* **EXERCISE DATA**
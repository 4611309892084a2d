//! Configuration loading and management
//!
//! Handles parsing of `.rota.toml`. Every section is optional.

use std::fmt;
use std::path::Path;
use std::str::FromStr;

use chrono::Duration;
use serde::{Deserialize, Serialize};

use crate::error::{Error, Result};
use crate::lock::DEFAULT_LOCK_TIMEOUT_MS;
use crate::storage::CONFIG_FILE;
use crate::swap::parse_duration;

/// Main configuration structure
#[derive(Debug, Clone, Default, Serialize, Deserialize)]
pub struct Config {
    #[serde(default)]
    pub identity: IdentityConfig,

    #[serde(default)]
    pub scheduler: SchedulerConfig,

    #[serde(default)]
    pub negotiation: NegotiationConfig,

    #[serde(default)]
    pub deadlines: DeadlineConfig,

    #[serde(default)]
    pub storage: StorageConfig,
}

#[derive(Debug, Clone, Serialize, Deserialize)]
pub struct IdentityConfig {
    /// Actor used when neither --actor nor ROTA_ACTOR is set
    #[serde(default = "default_actor")]
    pub default_actor: String,

    /// Users allowed to cancel instances and give administrator approval
    #[serde(default)]
    pub admins: Vec<String>,
}

fn default_actor() -> String {
    "unknown".to_string()
}

impl Default for IdentityConfig {
    fn default() -> Self {
        Self {
            default_actor: default_actor(),
            admins: Vec::new(),
        }
    }
}

#[derive(Debug, Clone, Default, Serialize, Deserialize)]
pub struct SchedulerConfig {
    /// Seed for the jitter term; unset draws from the OS
    #[serde(default, skip_serializing_if = "Option::is_none")]
    pub rng_seed: Option<u64>,
}

/// What happens to a slot whose pool release nobody claimed
#[derive(Debug, Clone, Copy, PartialEq, Eq, Default)]
pub enum PoolExpiryPolicy {
    /// The requester keeps the slot
    #[default]
    Revert,
    /// A fresh pool release is published, within `max_republish`
    Republish,
}

impl fmt::Display for PoolExpiryPolicy {
    fn fmt(&self, f: &mut fmt::Formatter<'_>) -> fmt::Result {
        match self {
            PoolExpiryPolicy::Revert => write!(f, "revert"),
            PoolExpiryPolicy::Republish => write!(f, "republish"),
        }
    }
}

impl FromStr for PoolExpiryPolicy {
    type Err = Error;

    fn from_str(s: &str) -> Result<Self> {
        match s.trim().to_lowercase().as_str() {
            "revert" => Ok(PoolExpiryPolicy::Revert),
            "republish" => Ok(PoolExpiryPolicy::Republish),
            other => Err(Error::InvalidConfig(format!(
                "negotiation.on_pool_expiry '{}' must be 'revert' or 'republish'",
                other
            ))),
        }
    }
}

#[derive(Debug, Clone, Serialize, Deserialize)]
pub struct NegotiationConfig {
    /// How long a pool release stays claimable
    #[serde(default = "default_pool_horizon")]
    pub pool_horizon: String,

    #[serde(default = "default_on_pool_expiry")]
    pub on_pool_expiry: String,

    /// Republish budget per slot
    #[serde(default = "default_max_republish")]
    pub max_republish: u32,
}

fn default_pool_horizon() -> String {
    "48h".to_string()
}

fn default_on_pool_expiry() -> String {
    "revert".to_string()
}

fn default_max_republish() -> u32 {
    1
}

impl Default for NegotiationConfig {
    fn default() -> Self {
        Self {
            pool_horizon: default_pool_horizon(),
            on_pool_expiry: default_on_pool_expiry(),
            max_republish: default_max_republish(),
        }
    }
}

impl NegotiationConfig {
    pub fn pool_horizon(&self) -> Result<Duration> {
        let horizon = parse_duration(&self.pool_horizon).map_err(|e| {
            Error::InvalidConfig(format!("negotiation.pool_horizon: {e}"))
        })?;
        if horizon <= Duration::zero() {
            return Err(Error::InvalidConfig(
                "negotiation.pool_horizon must be > 0".to_string(),
            ));
        }
        Ok(horizon)
    }

    pub fn expiry_policy(&self) -> Result<PoolExpiryPolicy> {
        self.on_pool_expiry.parse()
    }
}

#[derive(Debug, Clone, Serialize, Deserialize)]
pub struct DeadlineConfig {
    /// Instances due within this window get a reminder from the sweep
    #[serde(default = "default_warn_before")]
    pub warn_before: String,
}

fn default_warn_before() -> String {
    "3d".to_string()
}

impl Default for DeadlineConfig {
    fn default() -> Self {
        Self {
            warn_before: default_warn_before(),
        }
    }
}

impl DeadlineConfig {
    pub fn warn_before(&self) -> Result<Duration> {
        let window = parse_duration(&self.warn_before)
            .map_err(|e| Error::InvalidConfig(format!("deadlines.warn_before: {e}")))?;
        if window < Duration::zero() {
            return Err(Error::InvalidConfig(
                "deadlines.warn_before cannot be negative".to_string(),
            ));
        }
        Ok(window)
    }
}

#[derive(Debug, Clone, Serialize, Deserialize)]
pub struct StorageConfig {
    #[serde(default = "default_lock_timeout_ms")]
    pub lock_timeout_ms: u64,
}

fn default_lock_timeout_ms() -> u64 {
    DEFAULT_LOCK_TIMEOUT_MS
}

impl Default for StorageConfig {
    fn default() -> Self {
        Self {
            lock_timeout_ms: default_lock_timeout_ms(),
        }
    }
}

impl Config {
    /// Load and validate configuration from a file
    pub fn load(path: &Path) -> Result<Self> {
        let content = std::fs::read_to_string(path)?;
        let config: Config = toml::from_str(&content)?;
        config.validate()?;
        Ok(config)
    }

    /// `.rota.toml` under `root`, or defaults when the file is absent
    pub fn load_from_dir(root: &Path) -> Result<Self> {
        let path = root.join(CONFIG_FILE);
        if path.exists() {
            Self::load(&path)
        } else {
            Ok(Self::default())
        }
    }

    pub fn save(&self, path: &Path) -> Result<()> {
        let content = toml::to_string_pretty(self)?;
        std::fs::write(path, content)?;
        Ok(())
    }

    pub fn validate(&self) -> Result<()> {
        if self.identity.default_actor.trim().is_empty() {
            return Err(Error::InvalidConfig(
                "identity.default_actor cannot be empty".to_string(),
            ));
        }
        if self.identity.admins.iter().any(|a| a.trim().is_empty()) {
            return Err(Error::InvalidConfig(
                "identity.admins cannot include empty entries".to_string(),
            ));
        }
        self.negotiation.pool_horizon()?;
        self.negotiation.expiry_policy()?;
        self.deadlines.warn_before()?;
        if self.storage.lock_timeout_ms == 0 {
            return Err(Error::InvalidConfig(
                "storage.lock_timeout_ms must be > 0".to_string(),
            ));
        }
        Ok(())
    }
}
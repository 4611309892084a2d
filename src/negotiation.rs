//! Swap, transfer and pool-release negotiation
//!
//! Every operation runs inside one store transaction: the approval that
//! completes a request and the assignee change it triggers are committed
//! together or not at all. Claims on a pool release are a compare-and-set on
//! the request inside that exclusive section, so of two concurrent claimants
//! exactly one wins and the other sees a `Conflict`.
//!
//! Pool releases expire lazily: every operation first expires what is due
//! at "now", then acts. There is no background timer.

use chrono::{DateTime, Duration, Utc};
use serde::Serialize;
use uuid::Uuid;

use crate::config::{NegotiationConfig, PoolExpiryPolicy};
use crate::error::{Error, Result};
use crate::identity::AdminDirectory;
use crate::instance::TaskInstance;
use crate::ledger::Ledger;
use crate::notify::{dispatch, Notification, NotificationKind, Notifier};
use crate::queue::UserId;
use crate::store::Store;
use crate::swap::{SwapKind, SwapRequest, SwapStatus};

/// Pool-release expiry settings
#[derive(Debug, Clone, Copy)]
pub struct NegotiationPolicy {
    pub pool_horizon: Duration,
    pub on_expiry: PoolExpiryPolicy,
    pub max_republish: u32,
}

impl Default for NegotiationPolicy {
    fn default() -> Self {
        Self {
            pool_horizon: Duration::hours(48),
            on_expiry: PoolExpiryPolicy::Revert,
            max_republish: 1,
        }
    }
}

impl NegotiationPolicy {
    pub fn from_config(config: &NegotiationConfig) -> Result<Self> {
        Ok(Self {
            pool_horizon: config.pool_horizon()?,
            on_expiry: config.expiry_policy()?,
            max_republish: config.max_republish,
        })
    }
}

/// What a new request should do
#[derive(Debug, Clone)]
pub struct NewRequest {
    pub kind: SwapKind,
    pub to_user: Option<UserId>,
    pub reason: Option<String>,
}

impl NewRequest {
    pub fn swap(to_user: impl Into<UserId>) -> Self {
        Self {
            kind: SwapKind::Swap,
            to_user: Some(to_user.into()),
            reason: None,
        }
    }

    pub fn transfer(to_user: impl Into<UserId>) -> Self {
        Self {
            kind: SwapKind::Transfer,
            to_user: Some(to_user.into()),
            reason: None,
        }
    }

    pub fn pool_release() -> Self {
        Self {
            kind: SwapKind::PoolRelease,
            to_user: None,
            reason: None,
        }
    }

    pub fn with_reason(mut self, reason: impl Into<String>) -> Self {
        self.reason = Some(reason.into());
        self
    }
}

#[derive(Debug, Clone, Default, Serialize)]
pub struct ExpiryReport {
    pub expired: Vec<Uuid>,
    /// Fresh pool releases published in place of expired ones
    pub republished: Vec<Uuid>,
}

pub struct Negotiation<'a, S: Store> {
    store: &'a S,
    directory: &'a dyn AdminDirectory,
    notifier: &'a dyn Notifier,
    policy: NegotiationPolicy,
}

impl<'a, S: Store> Negotiation<'a, S> {
    pub fn new(store: &'a S, directory: &'a dyn AdminDirectory, notifier: &'a dyn Notifier) -> Self {
        Self {
            store,
            directory,
            notifier,
            policy: NegotiationPolicy::default(),
        }
    }

    pub fn with_policy(mut self, policy: NegotiationPolicy) -> Self {
        self.policy = policy;
        self
    }

    /// Run `f` after lazy expiry, then deliver everything it queued.
    fn transact<T, F>(&self, now: DateTime<Utc>, f: F) -> Result<T>
    where
        F: FnOnce(&mut Ledger, &mut Vec<Notification>) -> Result<T>,
    {
        let policy = self.policy;
        let directory = self.directory;
        let (out, notifications) = self.store.transact(|ledger| {
            let mut notifications = Vec::new();
            expire_due(ledger, now, &policy, directory, &mut notifications);
            let out = f(ledger, &mut notifications)?;
            Ok((out, notifications))
        })?;
        dispatch(self.notifier, &notifications);
        Ok(out)
    }

    /// Open a request on an instance the actor is currently assigned to.
    ///
    /// A transfer that needs no administrator executes immediately.
    pub fn create(&self, instance_id: Uuid, actor: &str, new: NewRequest) -> Result<SwapRequest> {
        let policy = self.policy;
        let directory = self.directory;
        let now = Utc::now();
        self.transact(now, |ledger, notifications| {
            let instance = ledger.instance(instance_id)?;
            if !instance.is_open() {
                return Err(Error::State(format!(
                    "instance {} is {}; its assignees can no longer change",
                    instance_id, instance.status
                )));
            }
            if !instance.is_assignee(actor) {
                return Err(Error::Authorization(format!(
                    "{} is not assigned to instance {}",
                    actor, instance_id
                )));
            }
            let queue = ledger.queue_for_instance(instance)?;
            if let Some(to) = new.to_user.as_deref() {
                if !ledger.is_active_member(queue.id, to) {
                    return Err(Error::Validation(format!(
                        "{} is not an active member of queue '{}'",
                        to, queue.name
                    )));
                }
                if instance.is_assignee(to) {
                    return Err(Error::Validation(format!(
                        "{} is already assigned to instance {}",
                        to, instance_id
                    )));
                }
            }

            let mut builder = SwapRequest::builder(instance_id, new.kind, actor)
                .requires_admin(queue.require_admin_approval)
                .pool_horizon(policy.pool_horizon);
            if let Some(to) = new.to_user {
                builder = builder.to_user(to);
            }
            if let Some(reason) = new.reason {
                builder = builder.reason(reason);
            }
            let request = ledger.insert_request(builder.build()?)?.clone();
            tracing::info!(request = %request.id, kind = %request.kind, actor, "request created");

            notifications.push(created_notification(ledger, &request, directory)?);
            if request.kind == SwapKind::Transfer && request.can_approve() {
                return execute(ledger, request.id, actor, now, notifications);
            }
            Ok(request)
        })
    }

    /// Record the actor's approval; executes once the approval set is complete.
    pub fn approve(&self, request_id: Uuid, actor: &str) -> Result<SwapRequest> {
        let directory = self.directory;
        let now = Utc::now();
        self.transact(now, |ledger, notifications| {
            let request = ledger.request_mut(request_id)?;
            request.ensure_pending()?;

            let is_target = request.kind == SwapKind::Swap
                && request.to_user.as_deref() == Some(actor);
            let is_gatekeeper = request.requires_admin && directory.is_admin(actor);
            if is_target && (request.target_approval.is_none() || !is_gatekeeper) {
                request.approve_as_target(actor, now)?;
            } else if is_gatekeeper {
                request.approve_as_admin(actor, now)?;
            } else {
                return Err(Error::Authorization(format!(
                    "{} cannot approve request {}",
                    actor, request_id
                )));
            }
            tracing::debug!(request = %request_id, actor, "approval recorded");

            if request.can_approve() {
                return execute(ledger, request_id, actor, now, notifications);
            }
            Ok(request.clone())
        })
    }

    /// The target, an administrator, or the requester (withdrawal) may reject.
    pub fn reject(&self, request_id: Uuid, actor: &str, reason: Option<String>) -> Result<SwapRequest> {
        let directory = self.directory;
        let now = Utc::now();
        self.transact(now, |ledger, notifications| {
            let request = ledger.request_mut(request_id)?;
            request.ensure_pending()?;

            let allowed = request.from_user == actor
                || request.to_user.as_deref() == Some(actor)
                || directory.is_admin(actor);
            if !allowed {
                return Err(Error::Authorization(format!(
                    "{} cannot reject request {}",
                    actor, request_id
                )));
            }
            request.reject(actor, reason, now)?;
            let request = request.clone();
            tracing::info!(request = %request_id, actor, "request rejected");

            let mut recipients = vec![request.from_user.clone()];
            recipients.extend(request.to_user.clone());
            recipients.retain(|r| r != actor);
            notifications.push(
                Notification::new(NotificationKind::SwapRejected, request.instance_id, recipients)
                    .with_context(request_context(&request)),
            );
            Ok(request)
        })
    }

    pub fn claim(&self, request_id: Uuid, actor: &str) -> Result<SwapRequest> {
        self.claim_at(request_id, actor, Utc::now())
    }

    /// First claim wins. Claimants must be active queue members who are not
    /// already on the instance.
    pub fn claim_at(&self, request_id: Uuid, actor: &str, now: DateTime<Utc>) -> Result<SwapRequest> {
        let directory = self.directory;
        self.transact(now, |ledger, notifications| {
            let request = ledger.request(request_id)?;
            let instance = ledger.instance(request.instance_id)?;
            if !instance.is_open() {
                return Err(Error::Conflict(format!(
                    "request {} is no longer available: instance {} is {}",
                    request_id, instance.id, instance.status
                )));
            }
            let queue = ledger.queue_for_instance(instance)?;
            if !ledger.is_active_member(queue.id, actor) {
                return Err(Error::Authorization(format!(
                    "{} is not an active member of queue '{}'",
                    actor, queue.name
                )));
            }
            if instance.is_assignee(actor) && request.from_user != actor {
                return Err(Error::Validation(format!(
                    "{} is already assigned to instance {}",
                    actor, instance.id
                )));
            }

            let request = ledger.request_mut(request_id)?;
            request.claim(actor, now)?;
            tracing::info!(request = %request_id, actor, "pool release claimed");

            if request.can_approve() {
                return execute(ledger, request_id, actor, now, notifications);
            }

            let request = request.clone();
            notifications.push(
                Notification::new(NotificationKind::SwapCreated, request.instance_id, directory.admins())
                    .with_context(request_context(&request)),
            );
            Ok(request)
        })
    }

    pub fn list_open_pool(&self, viewer: Option<&str>) -> Result<Vec<SwapRequest>> {
        self.list_open_pool_at(viewer, Utc::now())
    }

    /// Claimable pool releases, optionally only those `viewer` could claim.
    pub fn list_open_pool_at(&self, viewer: Option<&str>, now: DateTime<Utc>) -> Result<Vec<SwapRequest>> {
        self.transact(now, |ledger, _| {
            let mut open = Vec::new();
            for request in ledger.requests.iter().filter(|r| r.is_claimable(now)) {
                let instance = ledger.instance(request.instance_id)?;
                if !instance.is_open() {
                    continue;
                }
                if let Some(viewer) = viewer {
                    let queue = ledger.queue_for_instance(instance)?;
                    if request.from_user == viewer
                        || instance.is_assignee(viewer)
                        || !ledger.is_active_member(queue.id, viewer)
                    {
                        continue;
                    }
                }
                open.push(request.clone());
            }
            Ok(open)
        })
    }

    /// All requests, optionally for one instance, after lazy expiry.
    pub fn list(&self, instance_id: Option<Uuid>, status: Option<SwapStatus>) -> Result<Vec<SwapRequest>> {
        self.transact(Utc::now(), |ledger, _| {
            Ok(ledger
                .requests
                .iter()
                .filter(|r| instance_id.map_or(true, |id| r.instance_id == id))
                .filter(|r| status.map_or(true, |s| r.status == s))
                .cloned()
                .collect())
        })
    }

    pub fn expire_stale(&self) -> Result<ExpiryReport> {
        self.expire_stale_at(Utc::now())
    }

    /// Expire unclaimed pool releases that are due at `now`.
    pub fn expire_stale_at(&self, now: DateTime<Utc>) -> Result<ExpiryReport> {
        let policy = self.policy;
        let directory = self.directory;
        let (report, notifications) = self.store.transact(|ledger| {
            let mut notifications = Vec::new();
            let report = expire_due(ledger, now, &policy, directory, &mut notifications);
            Ok((report, notifications))
        })?;
        dispatch(self.notifier, &notifications);
        Ok(report)
    }
}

* **REQUIRED ACTION**
Lines that contain the word "validate": how many are there in the data? Give the number and nothing else.

* **REPLY TO THE EXERCISE**
3